No one in the cinema has ever done such an effective hatchet-job on the English Public School. In If…. Anderson and Sherwin expose its horrors wittily and savagely: the brutality, the exploitation of slave labour, the tyranny of petty restrictions, the sexual confusion and hypocrisy, the interdependence of hierarchy and conformity….
All this is well and carefully done. But there is more. The legacy of Kipling first of all. Anderson was born in India, of Scottish extraction. The legend of service with honour is for him a giant lie, since it is a life inevitably corrupted by the system of government it upholds. However benevolent it is, Anderson will have no time for paternalism. And Kipling would not recognise Mick, the hero of this new If …, as an Englishman at all…. So bitter is Anderson's vision that there is not one single member of the staff, no single senior prefect, who even remotely enjoys the comfort of a clear conscience….

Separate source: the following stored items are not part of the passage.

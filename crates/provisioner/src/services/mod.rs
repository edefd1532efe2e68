pub mod consumer;
pub mod publisher;
pub mod trimmer;

pub use consumer::{ConsumerSettings, DiscardReason, ProcessOutcome, SignupConsumer};
pub use publisher::SignupPublisher;
pub use trimmer::{RetentionTrimmer, TrimReport};
//! Pipeline harness for end-to-end consumer tests.
//!
//! Wires a real [`SignupConsumer`] to an in-memory log (behind a
//! [`FaultyLog`]) and a [`MockUserStore`], and runs it on a background task.

use crate::fault_log::FaultyLog;
use crate::test_ids::{
    signing_secret, TEST_GROUP_ID, TEST_SECRET, TEST_TOKEN_LIFETIME_SECS, TEST_TOPIC,
};
use provisioner::config::CommitPolicy;
use provisioner::credentials::CredentialIssuer;
use provisioner::errors::PipelineError;
use provisioner::log::{EventLog, FetchSettings, LocalLog};
use provisioner::observability::ConsumerHealth;
use provisioner::repositories::users::mock::MockUserStore;
use provisioner::services::{ConsumerSettings, SignupConsumer, SignupPublisher};
use std::sync::Arc;
use std::time::Duration;
use tokio::task::JoinHandle;
use tokio_util::sync::CancellationToken;

const POLL_INTERVAL: Duration = Duration::from_millis(5);
const WAIT_LIMIT: Duration = Duration::from_secs(5);

#[derive(Debug, Clone)]
pub struct HarnessOptions {
    pub partitions: i32,
    pub commit_policy: CommitPolicy,
    pub secret: String,
    pub token_lifetime: Duration,
    pub retry_initial_backoff: Duration,
    pub retry_max_backoff: Duration,
    pub fetch_max_wait: Duration,
    pub unhealthy_after: u64,
}

impl Default for HarnessOptions {
    fn default() -> Self {
        Self {
            partitions: 1,
            commit_policy: CommitPolicy::Commit,
            secret: TEST_SECRET.to_string(),
            token_lifetime: Duration::from_secs(TEST_TOKEN_LIFETIME_SECS),
            retry_initial_backoff: Duration::from_millis(10),
            retry_max_backoff: Duration::from_millis(40),
            fetch_max_wait: Duration::from_millis(20),
            unhealthy_after: 5,
        }
    }
}

impl HarnessOptions {
    pub fn consumer_settings(&self) -> ConsumerSettings {
        ConsumerSettings {
            topic: TEST_TOPIC.to_string(),
            group_id: TEST_GROUP_ID.to_string(),
            fetch: FetchSettings {
                min_bytes: 1,
                max_bytes: 1_000_000,
                max_wait: self.fetch_max_wait,
            },
            commit_policy: self.commit_policy,
            retry_initial_backoff: self.retry_initial_backoff,
            retry_max_backoff: self.retry_max_backoff,
        }
    }
}

/// A running consumer plus handles on everything around it.
///
/// # Example
/// ```rust,ignore
/// let mut harness = PipelineHarness::start(HarnessOptions::default()).await?;
/// harness.users.insert_user("a@x.com")?;
/// harness.publisher.publish("a@x.com").await?;
/// assert!(harness.wait_for_commits(1).await);
/// harness.stop().await?;
/// ```
pub struct PipelineHarness {
    pub log: Arc<FaultyLog>,
    pub users: MockUserStore,
    pub health: Arc<ConsumerHealth>,
    pub publisher: SignupPublisher,
    pub options: HarnessOptions,
    cancel: CancellationToken,
    worker: Option<JoinHandle<Result<(), PipelineError>>>,
}

impl PipelineHarness {
    /// Fresh in-memory log and empty user store.
    pub async fn start(options: HarnessOptions) -> Result<Self, PipelineError> {
        let local = LocalLog::in_memory(TEST_TOPIC, options.partitions)?;
        let log = Arc::new(FaultyLog::new(Arc::new(local)));
        Self::start_with(log, MockUserStore::new(), options).await
    }

    /// Run a new consumer against existing state, e.g. after [`Self::stop`].
    pub async fn start_with(
        log: Arc<FaultyLog>,
        users: MockUserStore,
        options: HarnessOptions,
    ) -> Result<Self, PipelineError> {
        let event_log: Arc<dyn EventLog> = log.clone();
        let health = Arc::new(ConsumerHealth::new(options.unhealthy_after));
        let issuer = CredentialIssuer::new(signing_secret(&options.secret), options.token_lifetime);

        let consumer = SignupConsumer::join(
            Arc::clone(&event_log),
            Arc::new(users.clone()),
            issuer,
            options.consumer_settings(),
            Arc::clone(&health),
        )
        .await?;

        let cancel = CancellationToken::new();
        let worker = tokio::spawn(consumer.run(cancel.clone()));

        Ok(Self {
            log,
            users,
            health,
            publisher: SignupPublisher::new(event_log, TEST_TOPIC),
            options,
            cancel,
            worker: Some(worker),
        })
    }

    /// Committed position of the harness group on `partition`.
    pub async fn committed(&self, partition: i32) -> Option<i64> {
        self.log
            .committed(TEST_GROUP_ID, TEST_TOPIC, partition)
            .await
            .expect("committed position is readable")
    }

    /// Wait until at least `n` records have been committed.
    pub async fn wait_for_commits(&self, n: u64) -> bool {
        self.wait_until(|health| health.commits() >= n).await
    }

    /// Wait until at least `n` failures have been counted.
    pub async fn wait_for_failures(&self, n: u64) -> bool {
        self.wait_until(|health| health.snapshot().total_failures >= n)
            .await
    }

    async fn wait_until(&self, done: impl Fn(&ConsumerHealth) -> bool) -> bool {
        let deadline = tokio::time::Instant::now() + WAIT_LIMIT;
        while tokio::time::Instant::now() < deadline {
            if done(&self.health) {
                return true;
            }
            tokio::time::sleep(POLL_INTERVAL).await;
        }
        done(&self.health)
    }

    /// Cancel the worker and wait for it to finish its in-flight record.
    pub async fn stop(&mut self) -> Result<(), PipelineError> {
        self.cancel.cancel();
        match self.worker.take() {
            Some(worker) => worker.await.expect("consumer task did not panic"),
            None => Ok(()),
        }
    }

    /// Wait for the worker to end on its own, e.g. after a fatal error.
    pub async fn join(&mut self) -> Result<(), PipelineError> {
        let worker = self.worker.take().expect("consumer is running");
        tokio::time::timeout(WAIT_LIMIT, worker)
            .await
            .expect("consumer stopped in time")
            .expect("consumer task did not panic")
    }
}

impl Drop for PipelineHarness {
    fn drop(&mut self) {
        if let Some(worker) = self.worker.take() {
            worker.abort();
        }
    }
}
//! Background tasks run by the provisioner binary.

pub mod retention;

pub use retention::{run_retention_pass, start_retention_task};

The sides, in other words, are pretty neatly drawn up. All the more reason then why we must look very hard at the credentials of our new leader. He 'knows what it's all about'. What what's all about? It's not the Jews this time, or the RC's, or the vegetarians, but it is a sort of conspiracy theory nonetheless. The 'it' is 'them' and they're against 'us'. But of course they are, and the justice of what Anderson's saying and the sincerity and passion with which he says it are truly painful. What's more, the tenacity of his stand against them over the years is truly admirable.
But it's a local justice, not an absolute one, and its applications must be constantly defined and made precise, otherwise all the passion and sincerity and tenacity in the world will only confuse his sympathisers and—more importantly—his work. 'It all', 'them' and 'us' are inadequate descriptions of the elements involved in the coming revolutionary struggle, and the film doesn't do enough to clarify them.
If there is going to be one then, by God, we need to know what it's going to be about. But that's just the trouble. (p. 42)
Why can one not hail this brave and unusual essay in personal cinema as a masterpiece? Why can't we read the writing on the wall? We said we might look, in a vision, for something poetic. Isn't this it?
Anderson has shown himself in all his work eager to break the narrow bounds of documentary realism…. At moments in If … this delicate skirmishing on the borders of realism is apt and tender, as when Bobby Phillips watches his hero Wallace exercising in the gym; or striking and uncanny, as when the housemaster's wife drifts naked through the deserted dorm, caressing towels and clothing…. But whether out of a need to suppress the tenderness, or an impatience to express the fury, these moments and this balance are lost in the headlong drive to the end.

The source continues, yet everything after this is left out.